Officials are blaming lax hospital procedures for this surge in cases, which now total 32 since the beginning of October. Most cases occurred in Riyadh and Taif, however, the outbreak still isn’t as extensive as the one in April and May that ended up infecting hundreds.
MERS presents with persistent coughing, fever and can be associated with pneumonia. It has a 40% death rate, with most of the confirmed cases worldwide being found in Saudi Arabia. Here, a total of 786 people have been infected and 334 of them died.
The cases announced Wednesday included two new cases in medical personnel, which justified the health ministry’s inquiries into the standard of infection control procedures in hospitals. Currently, three different hospitals in Taif are affected.

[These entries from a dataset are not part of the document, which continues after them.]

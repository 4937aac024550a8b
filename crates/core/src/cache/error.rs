use thiserror::Error;

/// Errors that can occur during cache operations.
///
/// Payloads are plain strings so the error can be cloned and handed to
/// every caller waiting on the same in-flight load.
#[derive(Debug, Error, Clone, PartialEq, Eq)]
pub enum CacheError {
    #[error("Cache connection failed: {0}")]
    ConnectionFailed(String),
    #[error("Cache operation failed: {0}")]
    OperationFailed(String),
    #[error("Serialization error: {0}")]
    Serialization(String),
    #[error("Publish failed: {0}")]
    PublishFailed(String),
    /// The loader failed while a caller was waiting for the value.
    #[error("Failed to retrieve value for key '{key}': {cause}")]
    RetrievalFailed { key: String, cause: String },
    /// The loader failed during a background refresh. Never returned to callers.
    #[error("Background refresh failed for key '{key}': {cause}")]
    RefreshFailed { key: String, cause: String },
    #[error("Circuit breaker '{breaker}' is open")]
    CircuitOpen { breaker: String },
    #[error("Store '{store}' timed out during {operation}")]
    Timeout { store: String, operation: String },
    #[error("Malformed invalidation message: {0}")]
    MalformedMessage(String),
}

impl CacheError {
    /// Returns true for errors that mean the shared store could not be reached
    /// at all, as opposed to a request it rejected.
    pub fn is_unavailable(&self) -> bool {
        matches!(
            self,
            CacheError::ConnectionFailed(_)
                | CacheError::CircuitOpen { .. }
                | CacheError::Timeout { .. }
        )
    }
}

/// Result type for cache operations.
pub type Result<T> = std::result::Result<T, CacheError>;

#[cfg(test)]
mod tests {
    use super::*;

    #[test]
    fn test_connection_failed_display() {
        let error = CacheError::ConnectionFailed("timeout".to_string());
        assert_eq!(error.to_string(), "Cache connection failed: timeout");
    }

    #[test]
    fn test_retrieval_failed_display() {
        let error = CacheError::RetrievalFailed {
            key: "p1".to_string(),
            cause: "db down".to_string(),
        };
        assert_eq!(
            error.to_string(),
            "Failed to retrieve value for key 'p1': db down"
        );
    }

    #[test]
    fn test_circuit_open_display() {
        let error = CacheError::CircuitOpen {
            breaker: "cacheL2".to_string(),
        };
        assert_eq!(error.to_string(), "Circuit breaker 'cacheL2' is open");
    }

    #[test]
    fn test_timeout_display() {
        let error = CacheError::Timeout {
            store: "price".to_string(),
            operation: "get".to_string(),
        };
        assert_eq!(error.to_string(), "Store 'price' timed out during get");
    }

    #[test]
    fn test_is_unavailable() {
        assert!(CacheError::ConnectionFailed("refused".into()).is_unavailable());
        assert!(CacheError::CircuitOpen {
            breaker: "cacheL2".into()
        }
        .is_unavailable());
        assert!(!CacheError::OperationFailed("WRONGTYPE".into()).is_unavailable());
        assert!(!CacheError::Serialization("eof".into()).is_unavailable());
    }
}
use std::sync::Arc;

use anyhow::Result;
use clap::{Parser, Subcommand};
use tokio::{signal, sync::broadcast};
use tracing_subscriber::{layer::SubscriberExt, util::SubscriberInitExt};

use tiercache::cache::{ChannelPublisher, InvalidationSubscriber, MemoryStoreRegistry, RedisPubSub};
use tiercache::{Config, InvalidationMessage};
use tiercache_core::cache::PubSubTransport;

/// tiercache - Operate the cache invalidation bus
#[derive(Parser, Debug)]
#[command(name = "tiercache")]
#[command(version, about, long_about = None)]
struct Cli {
    /// Redis connection URL
    #[arg(long, default_value = "redis://localhost:6379", env = "REDIS_URL")]
    redis_url: String,

    /// Invalidation channel
    #[arg(
        long,
        short,
        default_value = "cache-invalidate",
        env = "CACHE_INVALIDATION_CHANNEL"
    )]
    channel: String,

    #[command(subcommand)]
    command: Command,
}

#[derive(Subcommand, Debug)]
enum Command {
    /// Apply bus messages to a local L1 registry and log each one
    Listen,
    /// Evict one key from a cache on every instance
    Evict { cache: String, key: String },
    /// Clear one cache on every instance
    Clear { cache: String },
    /// Clear every cache on every instance
    ClearAll,
}

#[tokio::main]
async fn main() -> Result<()> {
    let cli = Cli::parse();

    tracing_subscriber::registry()
        .with(
            tracing_subscriber::EnvFilter::try_from_default_env()
                .unwrap_or_else(|_| "tiercache=debug".into()),
        )
        .with(tracing_subscriber::fmt::layer())
        .init();

    let transport: Arc<dyn PubSubTransport> = Arc::new(RedisPubSub::new(&cli.redis_url).await?);

    let message = match cli.command {
        Command::Listen => return listen(transport, cli.channel).await,
        Command::Evict { cache, key } => InvalidationMessage::evict(cache, key),
        Command::Clear { cache } => InvalidationMessage::clear(cache),
        Command::ClearAll => InvalidationMessage::ClearAll,
    };

    let publisher = ChannelPublisher::new(transport, cli.channel);
    publisher.send(&message).await?;
    tracing::info!(channel = %publisher.channel(), %message, "Message published");

    Ok(())
}

/// Runs a subscriber against an L1 registry built from the environment.
async fn listen(transport: Arc<dyn PubSubTransport>, channel: String) -> Result<()> {
    let config = Config::from_env();
    let l1 = if config.cache_names.is_empty() {
        MemoryStoreRegistry::dynamic(config.l1_max_entries, Some(config.l1_ttl()))
    } else {
        MemoryStoreRegistry::fixed(
            config.cache_names.iter().cloned(),
            config.l1_max_entries,
            Some(config.l1_ttl()),
        )
    };

    let (shutdown_tx, shutdown_rx) = broadcast::channel(1);
    let handle = InvalidationSubscriber::new(Arc::new(l1)).spawn(transport, channel, shutdown_rx);

    shutdown_signal().await;
    let _ = shutdown_tx.send(());
    handle.await?;

    tracing::info!("Listener stopped");
    Ok(())
}

/// Wait for shutdown signals (Ctrl+C or SIGTERM).
async fn shutdown_signal() {
    let ctrl_c = async {
        if let Err(err) = signal::ctrl_c().await {
            tracing::error!(error = %err, "Failed to install Ctrl+C handler");
            std::future::pending::<()>().await;
        }
    };

    #[cfg(unix)]
    let terminate = async {
        match signal::unix::signal(signal::unix::SignalKind::terminate()) {
            Ok(mut stream) => {
                stream.recv().await;
            }
            Err(err) => {
                tracing::error!(error = %err, "Failed to install signal handler");
                std::future::pending::<()>().await;
            }
        }
    };

    #[cfg(not(unix))]
    let terminate = std::future::pending::<()>();

    tokio::select! {
        _ = ctrl_c => {
            tracing::info!("Received Ctrl+C, shutting down...");
        }
        _ = terminate => {
            tracing::info!("Received SIGTERM, shutting down...");
        }
    }
}
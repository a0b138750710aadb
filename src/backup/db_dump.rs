// pgbackup/src/backup/db_dump.rs
use anyhow::{Context, Result};
use async_trait::async_trait;
use sqlx::{Connection, PgConnection, Row};
use std::ffi::OsString;
use std::fs::{self, File};
use std::io;
use std::path::{Path, PathBuf};
use std::process::Stdio;
use tokio::process::Command;
use tracing::{debug, error, info, warn};
use url::Url;

use super::{Artifact, ArtifactStage};
use crate::errors::{StageError, StageKind};
use crate::utils::find_client_executable;
use crate::utils::storage::remove_quietly;

/// Lists the databases present on the source server.
#[async_trait]
pub trait DatabaseCatalog: Send + Sync {
    async fn list_databases(&self) -> Result<Vec<String>>;
}

/// Produces a logical SQL dump of one database.
#[async_trait]
pub trait DumpProducer: Send + Sync {
    /// Writes the dump to `raw_path` and diagnostics to `diagnostics_path`.
    /// Returns whether the producer terminated normally.
    async fn dump(&self, db_name: &str, raw_path: &Path, diagnostics_path: &Path) -> io::Result<bool>;
}

/// Database URL whose single path segment is `db_name`, escaped so `%` and `/` stay literal.
fn database_url(base_url: &Url, db_name: &str) -> Result<Url> {
    let mut url = base_url.clone();
    url.path_segments_mut()
        .map_err(|_| anyhow::anyhow!("Database URL cannot carry a database name: {}", base_url.scheme()))?
        .clear()
        .push(db_name);
    Ok(url)
}

pub struct PgDumpProducer {
    pg_dump_path: PathBuf,
    base_url: Url,
}

impl PgDumpProducer {
    /// Fails when pg_dump is not in PATH.
    pub fn locate(source_db_url: &Url) -> Result<Self> {
        let pg_dump_path = find_client_executable("pg_dump")?;
        info!("Found pg_dump executable at: {}", pg_dump_path.display());
        Ok(Self {
            pg_dump_path,
            base_url: source_db_url.clone(),
        })
    }

    // Plain SQL without ownership or grants, so the dump restores onto differently provisioned servers.
    fn command_args(&self, db_name: &str) -> Result<Vec<OsString>> {
        Ok(vec![
            "--format=plain".into(),
            "--no-owner".into(),
            "--no-privileges".into(),
            "--dbname".into(),
            database_url(&self.base_url, db_name)?.as_str().into(),
        ])
    }
}

#[async_trait]
impl DumpProducer for PgDumpProducer {
    async fn dump(&self, db_name: &str, raw_path: &Path, diagnostics_path: &Path) -> io::Result<bool> {
        let args = self
            .command_args(db_name)
            .map_err(|e| io::Error::new(io::ErrorKind::InvalidInput, format!("{:#}", e)))?;
        let stdout = File::create(raw_path)?;
        let stderr = File::create(diagnostics_path)?;

        let status = Command::new(&self.pg_dump_path)
            .args(args)
            .stdin(Stdio::null())
            .stdout(Stdio::from(stdout))
            .stderr(Stdio::from(stderr))
            .kill_on_drop(true)
            .status()
            .await?;

        debug!("pg_dump for {} exited with {}", db_name, status);
        Ok(status.success())
    }
}

/// Enumerates databases through the server's maintenance database.
pub struct PgCatalog {
    admin_url: Url,
}

impl PgCatalog {
    pub fn new(source_db_url: &Url) -> Result<Self> {
        let admin_url = match source_db_url.path() {
            "" | "/" => database_url(source_db_url, "postgres")?,
            _ => source_db_url.clone(),
        };
        Ok(Self { admin_url })
    }
}

#[async_trait]
impl DatabaseCatalog for PgCatalog {
    async fn list_databases(&self) -> Result<Vec<String>> {
        info!("Fetching list of databases...");
        let mut conn = PgConnection::connect(self.admin_url.as_str())
            .await
            .with_context(|| {
                format!(
                    "Failed to connect to {}{} for listing databases",
                    self.admin_url.host_str().unwrap_or("localhost"),
                    self.admin_url.path()
                )
            })?;

        let rows = sqlx::query(
            "SELECT datname FROM pg_database WHERE datistemplate = false AND datallowconn = true ORDER BY datname;",
        )
        .fetch_all(&mut conn)
        .await
        .context("Failed to fetch database list from pg_database")?;

        let db_names: Vec<String> = rows
            .iter()
            .map(|row| row.try_get("datname"))
            .collect::<Result<_, _>>()
            .context("Failed to get 'datname' from row when fetching database list")?;

        if let Err(e) = conn.close().await {
            debug!("Closing catalog connection failed: {}", e);
        }

        info!("Found databases: {:?}", db_names);
        Ok(db_names)
    }
}

/// Last two non-blank diagnostic lines, whitespace collapsed. `unknown` when there are none.
pub fn summarize_diagnostics(text: &str) -> String {
    let lines: Vec<&str> = text.lines().filter(|l| !l.trim().is_empty()).collect();
    let tail = &lines[lines.len().saturating_sub(2)..];
    let summary = tail
        .iter()
        .flat_map(|line| line.split_whitespace())
        .collect::<Vec<_>>()
        .join(" ");
    if summary.is_empty() {
        "unknown".to_string()
    } else {
        summary
    }
}

fn read_diagnostics(path: &Path) -> String {
    fs::read(path)
        .map(|bytes| String::from_utf8_lossy(&bytes).into_owned())
        .unwrap_or_default()
}

/// Runs the producer for one database into the workspace.
pub async fn dump_stage(
    producer: &dyn DumpProducer,
    workspace: &Path,
    db_name: &str,
    base_name: &str,
) -> Result<Artifact, StageError> {
    let raw_path = workspace.join(format!("{}.sql", base_name));
    let diagnostics_path = workspace.join(format!("{}.stderr", base_name));

    info!("Dumping {} to {}", db_name, raw_path.display());
    let outcome = producer.dump(db_name, &raw_path, &diagnostics_path).await;
    let diagnostics = read_diagnostics(&diagnostics_path);
    remove_quietly(&diagnostics_path);

    match outcome {
        Ok(true) => {
            if !diagnostics.trim().is_empty() {
                warn!(
                    "pg_dump reported diagnostics for {}: {}",
                    db_name,
                    summarize_diagnostics(&diagnostics)
                );
            }
            Ok(Artifact::new(db_name, ArtifactStage::Raw, raw_path))
        }
        Ok(false) => {
            remove_quietly(&raw_path);
            let reason = summarize_diagnostics(&diagnostics);
            error!("pg_dump failed for {}: {}", db_name, reason);
            Err(StageError::new(StageKind::Dump, reason))
        }
        Err(e) => {
            remove_quietly(&raw_path);
            error!("Could not run pg_dump for {}: {}", db_name, e);
            Err(StageError::new(StageKind::Dump, e.to_string()))
        }
    }
}

#[cfg(test)]
mod tests {
    use super::*;

    struct ScriptedProducer {
        stdout: &'static str,
        stderr: &'static str,
        success: bool,
    }

    #[async_trait]
    impl DumpProducer for ScriptedProducer {
        async fn dump(&self, _db_name: &str, raw_path: &Path, diagnostics_path: &Path) -> io::Result<bool> {
            fs::write(raw_path, self.stdout)?;
            fs::write(diagnostics_path, self.stderr)?;
            Ok(self.success)
        }
    }

    struct UnspawnableProducer;

    #[async_trait]
    impl DumpProducer for UnspawnableProducer {
        async fn dump(&self, _db_name: &str, _raw_path: &Path, _diagnostics_path: &Path) -> io::Result<bool> {
            Err(io::Error::new(io::ErrorKind::NotFound, "pg_dump vanished"))
        }
    }

    #[test]
    fn test_summarize_diagnostics() {
        let stderr = "pg_dump: detail one\n\npg_dump: error: connection to server failed\n   FATAL:   database \"gone\"    does not exist  \n\n";
        assert_eq!(
            summarize_diagnostics(stderr),
            "pg_dump: error: connection to server failed FATAL: database \"gone\" does not exist"
        );
        assert_eq!(summarize_diagnostics("single\tline "), "single line");
        assert_eq!(summarize_diagnostics(""), "unknown");
        assert_eq!(summarize_diagnostics(" \n\t\n"), "unknown");
    }

    #[test]
    fn test_database_url_replaces_path() {
        let base = Url::parse("postgres://backup:pw@db.internal:5432/postgres?sslmode=require").unwrap();
        let url = database_url(&base, "billing").unwrap();
        assert_eq!(url.path(), "/billing");
        assert_eq!(url.query(), Some("sslmode=require"));
        assert_eq!(url.port(), Some(5432));

        let spaced = database_url(&base, "my db").unwrap();
        assert_eq!(spaced.path(), "/my%20db");
    }

    #[test]
    fn test_database_url_keeps_percent_and_slash_literal() {
        let base = Url::parse("postgres://localhost:5432").unwrap();

        let literal = database_url(&base, "a%20b").unwrap();
        let spaced = database_url(&base, "a b").unwrap();
        assert_ne!(literal, spaced);
        assert_eq!(literal.path(), "/a%2520b");

        let slashed = database_url(&base, "team/reports").unwrap();
        assert_eq!(slashed.path(), "/team%2Freports");
        assert_eq!(slashed.path_segments().unwrap().count(), 1);
    }

    #[test]
    fn test_database_url_rejects_opaque_url() {
        let opaque = Url::parse("postgres:localhost").unwrap();
        assert!(database_url(&opaque, "billing").is_err());
        assert!(PgCatalog::new(&opaque).is_err());
    }

    #[test]
    fn test_pg_dump_arguments_strip_ownership() {
        let producer = PgDumpProducer {
            pg_dump_path: PathBuf::from("/usr/bin/pg_dump"),
            base_url: Url::parse("postgres://localhost:5432/postgres").unwrap(),
        };
        let args = producer.command_args("billing").unwrap();
        let args: Vec<&str> = args.iter().map(|a| a.to_str().unwrap()).collect();
        assert_eq!(
            args,
            vec![
                "--format=plain",
                "--no-owner",
                "--no-privileges",
                "--dbname",
                "postgres://localhost:5432/billing"
            ]
        );
    }

    #[test]
    fn test_catalog_uses_maintenance_database() {
        let bare = PgCatalog::new(&Url::parse("postgres://localhost:5432").unwrap()).unwrap();
        assert_eq!(bare.admin_url.path(), "/postgres");

        let explicit = PgCatalog::new(&Url::parse("postgres://localhost:5432/admin").unwrap()).unwrap();
        assert_eq!(explicit.admin_url.path(), "/admin");
    }

    #[tokio::test]
    async fn test_dump_stage_success_keeps_raw_only() {
        let workspace = tempfile::tempdir().unwrap();
        let producer = ScriptedProducer {
            stdout: "CREATE TABLE t (id int);\n",
            stderr: "pg_dump: warning: something minor\n",
            success: true,
        };

        let artifact = dump_stage(&producer, workspace.path(), "app", "app_20261016_020000")
            .await
            .unwrap();

        assert_eq!(artifact.stage, ArtifactStage::Raw);
        assert_eq!(artifact.database, "app");
        assert_eq!(artifact.path, workspace.path().join("app_20261016_020000.sql"));
        assert_eq!(fs::read_to_string(&artifact.path).unwrap(), "CREATE TABLE t (id int);\n");
        assert_eq!(fs::read_dir(workspace.path()).unwrap().count(), 1);
    }

    #[tokio::test]
    async fn test_dump_stage_failure_cleans_up() {
        let workspace = tempfile::tempdir().unwrap();
        let producer = ScriptedProducer {
            stdout: "-- partial output",
            stderr: "pg_dump: error: query failed\npg_dump: detail: permission denied for table t\n",
            success: false,
        };

        let err = dump_stage(&producer, workspace.path(), "app", "app_20261016_020000")
            .await
            .unwrap_err();

        assert_eq!(err.kind, StageKind::Dump);
        assert_eq!(
            err.detail,
            "pg_dump: error: query failed pg_dump: detail: permission denied for table t"
        );
        assert_eq!(fs::read_dir(workspace.path()).unwrap().count(), 0);
    }

    #[tokio::test]
    async fn test_dump_stage_spawn_error() {
        let workspace = tempfile::tempdir().unwrap();
        let err = dump_stage(&UnspawnableProducer, workspace.path(), "app", "app_ts")
            .await
            .unwrap_err();
        assert_eq!(err.kind, StageKind::Dump);
        assert!(err.detail.contains("pg_dump vanished"));
        assert_eq!(fs::read_dir(workspace.path()).unwrap().count(), 0);
    }
}
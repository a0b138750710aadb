// pgbackup/src/utils/storage.rs
use std::fs;
use std::io;
use std::path::Path;
use tempfile::NamedTempFile;
use tracing::{debug, warn};

/// Kilobytes per megabyte, as used by the space thresholds.
pub const KB_PER_MB: u64 = 1024;

/// Source of free-space figures for the gates in the backup run.
pub trait StorageProbe {
    /// Available kilobytes on the filesystem containing `path`. Zero when unknown.
    fn free_space_kb(&self, path: &Path) -> u64;
}

/// Reads filesystem statistics of the local machine.
#[derive(Debug, Default, Clone, Copy)]
pub struct FsProbe;

impl StorageProbe for FsProbe {
    fn free_space_kb(&self, path: &Path) -> u64 {
        match fs2::available_space(path) {
            Ok(bytes) => bytes / 1024,
            Err(e) => {
                warn!("Could not query free space for {}: {}", path.display(), e);
                0
            }
        }
    }
}

/// Creates the backup directory if needed and proves it accepts new files.
pub fn ensure_backup_dir(path: &Path) -> io::Result<()> {
    fs::create_dir_all(path)?;
    if !path.is_dir() {
        return Err(io::Error::new(
            io::ErrorKind::Other,
            format!("{} is not a directory", path.display()),
        ));
    }
    // Dropped straight away; removal is handled by NamedTempFile.
    let probe = NamedTempFile::new_in(path)?;
    debug!("Write probe {} succeeded", probe.path().display());
    Ok(())
}

/// Best-effort removal; the primary error has already been reported by the caller.
pub fn remove_quietly(path: &Path) {
    match fs::remove_file(path) {
        Ok(()) => debug!("Removed {}", path.display()),
        Err(e) if e.kind() == io::ErrorKind::NotFound => {}
        Err(e) => debug!("Could not remove {}: {}", path.display(), e),
    }
}

#[cfg(test)]
mod tests {
    use super::*;

    #[test]
    fn test_fs_probe_reports_space_for_existing_dir() {
        let dir = tempfile::tempdir().unwrap();
        assert!(FsProbe.free_space_kb(dir.path()) > 0);
    }

    #[test]
    fn test_fs_probe_returns_zero_on_failure() {
        let dir = tempfile::tempdir().unwrap();
        let missing = dir.path().join("does/not/exist");
        assert_eq!(FsProbe.free_space_kb(&missing), 0);
    }

    #[test]
    fn test_ensure_backup_dir_creates_nested_and_is_idempotent() {
        let dir = tempfile::tempdir().unwrap();
        let target = dir.path().join("nightly/pg");
        ensure_backup_dir(&target).unwrap();
        ensure_backup_dir(&target).unwrap();
        assert!(target.is_dir());
        assert_eq!(fs::read_dir(&target).unwrap().count(), 0);
    }

    #[test]
    fn test_ensure_backup_dir_rejects_file() {
        let dir = tempfile::tempdir().unwrap();
        let file = dir.path().join("occupied");
        fs::write(&file, b"x").unwrap();
        assert!(ensure_backup_dir(&file).is_err());
    }

    #[test]
    fn test_remove_quietly_ignores_missing() {
        let dir = tempfile::tempdir().unwrap();
        let file = dir.path().join("raw.sql");
        fs::write(&file, b"--").unwrap();
        remove_quietly(&file);
        remove_quietly(&file);
        assert!(!file.exists());
    }
}
//! PostgreSQL Backup Tool
//!
//! Dumps every database on a server into a verified, atomically published `.sql.gz` file

// pgbackup/src/main.rs
mod backup;
mod config;
mod errors;
mod utils;

use clap::Parser;
use config::{AppConfig, CliOverrides, DEFAULT_CONFIG_FILE, load_backup_config};
use errors::FatalError;
use std::path::{Path, PathBuf};
use std::process::ExitCode;
use tracing::{debug, error, info, warn};
use utils::logging::{FALLBACK_LOG_FILE, init_logging, resolve_log_destination};

/// Exit status when the run is stopped by SIGINT or SIGTERM.
const INTERRUPTED_EXIT_CODE: u8 = 130;

#[derive(Parser, Debug)]
#[command(name = "pgbackup")]
#[command(about = "Back up every database on a PostgreSQL server into compressed, verified dumps")]
struct Args {
    /// Path to config.json (optional when the default file is absent)
    #[arg(short, long)]
    config: Option<PathBuf>,

    /// Directory that receives the finished backups
    #[arg(long)]
    backup_dir: Option<PathBuf>,

    /// Preferred log file
    #[arg(long)]
    log_file: Option<PathBuf>,

    /// Root under which the per-run workspace is created
    #[arg(long)]
    temp_dir: Option<PathBuf>,
}

fn load_app_config(args: &Args) -> Result<AppConfig, FatalError> {
    let (config_path, required) = match &args.config {
        Some(path) => (path.clone(), true),
        None => (PathBuf::from(DEFAULT_CONFIG_FILE), false),
    };
    let mut app_config =
        AppConfig::load_from_json(&config_path, required).map_err(FatalError::Config)?;
    app_config.apply_overrides(&CliOverrides {
        backup_dir: args.backup_dir.clone(),
        log_file: args.log_file.clone(),
        temp_dir: args.temp_dir.clone(),
    });
    Ok(app_config)
}

/// Resolves once SIGINT or SIGTERM arrives.
async fn interrupted() -> &'static str {
    let ctrl_c = async {
        if tokio::signal::ctrl_c().await.is_err() {
            std::future::pending::<()>().await;
        }
    };

    #[cfg(unix)]
    let terminate = async {
        use tokio::signal::unix::{SignalKind, signal};
        match signal(SignalKind::terminate()) {
            Ok(mut stream) => {
                stream.recv().await;
            }
            Err(_) => std::future::pending::<()>().await,
        }
    };

    #[cfg(not(unix))]
    let terminate = std::future::pending::<()>();

    tokio::select! {
        _ = ctrl_c => "SIGINT",
        _ = terminate => "SIGTERM",
    }
}

/// Main entry point for the backup tool
fn main() -> ExitCode {
    dotenv::dotenv().ok();
    let args = Args::parse();

    let runtime = match tokio::runtime::Builder::new_current_thread()
        .enable_all()
        .build()
    {
        Ok(runtime) => runtime,
        Err(e) => {
            eprintln!("❌ Error: failed to start async runtime: {}", e);
            return ExitCode::from(2);
        }
    };
    let code = runtime.block_on(run_app(args));
    // A codec call still running on the blocking pool after an interrupt must not hold up exit.
    runtime.shutdown_background();
    code
}

async fn run_app(args: Args) -> ExitCode {

    let app_config = match load_app_config(&args) {
        Ok(config) => config,
        Err(e) => {
            eprintln!("❌ Error: {}", e);
            return ExitCode::from(e.exit_code());
        }
    };

    let destination =
        match resolve_log_destination(&app_config.log_file(), Path::new(FALLBACK_LOG_FILE)) {
            Ok(destination) => destination,
            Err(e) => {
                eprintln!("❌ Error: {}", e);
                return ExitCode::from(e.exit_code());
            }
        };
    let log_path = destination.path.clone();
    let preferred_error = destination.preferred_error.clone();
    if let Err(e) = init_logging(destination) {
        eprintln!("❌ Error: {}", e);
        return ExitCode::from(e.exit_code());
    }
    if let Some(reason) = preferred_error {
        warn!("Preferred log destination unusable ({}), logging to {}", reason, log_path.display());
    }

    let backup_config = match load_backup_config(&app_config.raw_json_config) {
        Ok(config) => config,
        Err(e) => {
            let fatal = FatalError::Config(e);
            error!("{}", fatal);
            return ExitCode::from(fatal.exit_code());
        }
    };
    info!(
        "Backing up to {} (workspace root {})",
        backup_config.local_backup_path.display(),
        backup_config.temp_dump_root.display()
    );

    tokio::select! {
        result = backup::run_backup_flow(&backup_config) => match result {
            Ok(summary) => {
                if summary.failed > 0 {
                    error!(
                        "Backup run {} completed with failures: {} succeeded, {} failed",
                        summary.run_id, summary.succeeded, summary.failed
                    );
                } else {
                    info!(
                        "🎉 Backup run {} completed: {} database(s) backed up",
                        summary.run_id, summary.succeeded
                    );
                }
                info!(
                    "{} file(s) stamped {} published to {}",
                    summary.published.len(),
                    summary.timestamp,
                    backup_config.local_backup_path.display()
                );
                for path in &summary.published {
                    debug!("Published {}", path.display());
                }
                debug!("Workspace {} released", summary.workspace.display());
                ExitCode::from(summary.exit_code())
            }
            Err(e) => {
                error!("Backup aborted: {}", e);
                ExitCode::from(e.exit_code())
            }
        },
        signal = interrupted() => {
            warn!("Received {}, aborting backup run", signal);
            ExitCode::from(INTERRUPTED_EXIT_CODE)
        }
    }
}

According to a senior health ministry official, a renal clinic in a hospital in the city represents one of the treatment centers for some of the MERS patients in Taif and is believed to also be responsible for some of the transmissions.
“The secret here of success is not to prevent the cases to be introduced to the community… the success is to control the transmission within health facilities,”
Abdulaziz bin Saeed, undersecretary for public health told reporters.
As Saeed sees it, medical personnel may have been too relaxed with infection control standards after the last outbreak. At that time, the ministry had intervened in order to ensure the improvement of procedures in Taif hospitals.
The six new cases confirmed on Wednesday include three Taif residents, two in Riyadh and one in Hafr al-Batin, near Kuwait. Five other cases were diagnosed in Taif this month and six others in Riyadh since the start of October.
Ever since the virus was identified, in 2012, there have also been other countries where cases have been confirmed, all over Europe, the Middle East, Asia and even the United States, however, the common denominator in all cases was that patients had recently traveled to Saudi Arabia.
Doctors aren’t yet clear on the origin of the virus, however, many studies have connected it to camels and some experts believe that close physical contact or consumption of camel meat or milk might pass the virus onto humans.